Five Stupid Arguments Against Ethical Eating
by Jeremy Smyczek
So you are a “compassionate carnivore,” vegetarian, or vegan. You’ve put a great deal of thought and research into how to make life better for the many millions of animals who suffer needlessly as a result of human dietary choices. And yet, faster than a creationist can ask, “If we come from monkeys, why are there still monkeys?” you run into some smug omnivore who is certain that he or she can defeat you with a single tired, intellectually bankrupt, meme that still seems convincing to him. This list briefly addresses some of the more prevalent ones.
- “But other animals eat animals!”
This argument has one thing going for it: it is, at least, factually correct, if mind-numbingly stupid. Other animals—especially other primates—also steal, rape, commit infanticide, and throw feces. Factual observations about how things are often serve as remarkably poor guides to determining how things ought to be. As Darwin was quick to point out, looking at kingdom Animalia as an ethics textbook is only likely to get one into trouble.
- “Don’t some vegetarians wear leather (or insert other supposed vice)? Come see the hypocrisy inherent in the system! Come see the hypocrisy inherent in the system!”
This argument has a small practical problem and a huge logical problem. First, cows are not raised and killed for leather; it is a secondary product, and one that lasts for years instead of hours, so refusing to wear it when animals are already slaughtered for meat simply combines waste with cruelty. But let’s forget that for a minute, and assume that wearing leather is wrong. At root here is a distressingly common tendency to value doing something consistently wrong over inconsistently right. I ate chicken at Golden Corral recently, knowing that they buy their chickens from factory farms where the birds are treated atrociously. I shouldn’t have done that, but I was hungry and weak-willed.
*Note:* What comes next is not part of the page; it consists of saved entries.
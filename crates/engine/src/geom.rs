use std::ops::{Add, AddAssign, Mul, Neg, Sub, SubAssign};

use serde::Deserialize;

/// World-space vector. One unit is one tile; `y` grows upward.
#[derive(Debug, Clone, Copy, Default, PartialEq, Deserialize)]
pub struct Vec2 {
    pub x: f32,
    pub y: f32,
}

impl Vec2 {
    pub const ZERO: Vec2 = Vec2 { x: 0.0, y: 0.0 };

    pub const fn new(x: f32, y: f32) -> Self {
        Self { x, y }
    }
}

impl Add for Vec2 {
    type Output = Vec2;

    fn add(self, rhs: Vec2) -> Vec2 {
        Vec2::new(self.x + rhs.x, self.y + rhs.y)
    }
}

impl AddAssign for Vec2 {
    fn add_assign(&mut self, rhs: Vec2) {
        self.x += rhs.x;
        self.y += rhs.y;
    }
}

impl Sub for Vec2 {
    type Output = Vec2;

    fn sub(self, rhs: Vec2) -> Vec2 {
        Vec2::new(self.x - rhs.x, self.y - rhs.y)
    }
}

impl SubAssign for Vec2 {
    fn sub_assign(&mut self, rhs: Vec2) {
        self.x -= rhs.x;
        self.y -= rhs.y;
    }
}

impl Mul<f32> for Vec2 {
    type Output = Vec2;

    fn mul(self, rhs: f32) -> Vec2 {
        Vec2::new(self.x * rhs, self.y * rhs)
    }
}

impl Neg for Vec2 {
    type Output = Vec2;

    fn neg(self) -> Vec2 {
        Vec2::new(-self.x, -self.y)
    }
}

#[derive(Debug, Clone, Copy, Default, PartialEq, Deserialize)]
pub struct Size2 {
    pub width: f32,
    pub height: f32,
}

impl Size2 {
    pub const fn new(width: f32, height: f32) -> Self {
        Self { width, height }
    }

    pub const fn square(side: f32) -> Self {
        Self::new(side, side)
    }
}

/// Axis-aligned box anchored at its bottom-left corner.
#[derive(Debug, Clone, Copy, Default, PartialEq)]
pub struct Rect {
    pub pos: Vec2,
    pub size: Size2,
}

impl Rect {
    pub const fn new(pos: Vec2, size: Size2) -> Self {
        Self { pos, size }
    }

    pub fn right(&self) -> f32 {
        self.pos.x + self.size.width
    }

    pub fn top(&self) -> f32 {
        self.pos.y + self.size.height
    }

    pub fn translated(&self, delta: Vec2) -> Rect {
        Rect::new(self.pos + delta, self.size)
    }

    pub fn inflated(&self, margin: f32) -> Rect {
        Rect::new(
            Vec2::new(self.pos.x - margin, self.pos.y - margin),
            Size2::new(
                self.size.width + margin * 2.0,
                self.size.height + margin * 2.0,
            ),
        )
    }

    /// Strict intersection: boxes sharing only an edge do not overlap.
    pub fn overlaps(&self, other: &Rect) -> bool {
        self.pos.x < other.right()
            && other.pos.x < self.right()
            && self.pos.y < other.top()
            && other.pos.y < self.top()
    }
}

#[cfg(test)]
mod tests {
    use super::*;

    fn rect(x: f32, y: f32, w: f32, h: f32) -> Rect {
        Rect::new(Vec2::new(x, y), Size2::new(w, h))
    }

    #[test]
    fn shared_edge_is_not_overlap() {
        let a = rect(0.0, 0.0, 1.0, 1.0);
        let b = rect(1.0, 0.0, 1.0, 1.0);
        assert!(!a.overlaps(&b));
        assert!(a.inflated(0.01).overlaps(&b));
    }

    #[test]
    fn contained_box_overlaps() {
        let outer = rect(-2.0, -2.0, 4.0, 4.0);
        let inner = rect(-0.5, 0.5, 0.1, 0.1);
        assert!(outer.overlaps(&inner));
        assert!(inner.overlaps(&outer));
    }

    #[test]
    fn translated_keeps_size() {
        let moved = rect(1.0, 2.0, 3.0, 4.0).translated(Vec2::new(-1.0, 0.5));
        assert_eq!(moved, rect(0.0, 2.5, 3.0, 4.0));
    }
}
It would not make me a better person were I to do this every day instead of admitting that I failed to live up to my own standards, and it’s bizarre that many people imply that it would.
- “People need to eat animals to live! Look at all those trim vegans teetering on the edge of death! Let’s have a pound each of porterhouse!”
There is a kernel of truth to this that is used to justify an egregious lie. People need protein to live, and some research indicates that small amounts of animal protein provide health benefits that nuts, beans, and other plant-based protein sources do not. But the next step—implying that the possible benefits of a twice-weekly serving of fish or shellfish justify the systematic torture of millions of birds and mammals housed in factory farms—is a bit like saying that somewhere prior to the arrival of Europeans to the American continent there was a bad Indian, and so the ethnic cleansing of said continent was fair game. The solution is both suspiciously self-serving and horrifically out of proportion to the problem. If animal protein is a need, it can be addressed without massive cruelty.
- “Tens of thousands of field mice and rats are killed in grain harvests! There’s no avoiding killing things, so we should all eat whatever we want.”
Aside from the fact that this argument is a transparently desperate attempt to drag an opponent down to the moral low ground with you, it overlooks the fundamental facts that: a) said rodent-killing is unintentional, and at best an argument for more humane harvesting techniques; and b) the main point of the ethical eating movement is reducing suffering, not purging death from the world. There is a giant moral difference between a field mouse living happily until a regrettable chance meeting with a combine and bleeding out three seconds later and a pig living its life in a metal box in the dark, force-fed antibiotics and having its tail cut off without anesthetic so that people can have cheap bacon.
- “Ethical eating is a snotty limousine liberal fetish. The Third World doesn’t have the luxury of picking and choosing what to eat. Anthony Bourdain told me so!”
It may be proper to suspend judgment about what people in poverty do to survive. We don’t live in one of those countries, however, and so the argument is merely a red herring. Affordable ethical food choices abound in the U.S., and ways to access and prepare them are a Google search away. We should man (or woman) up and accept it.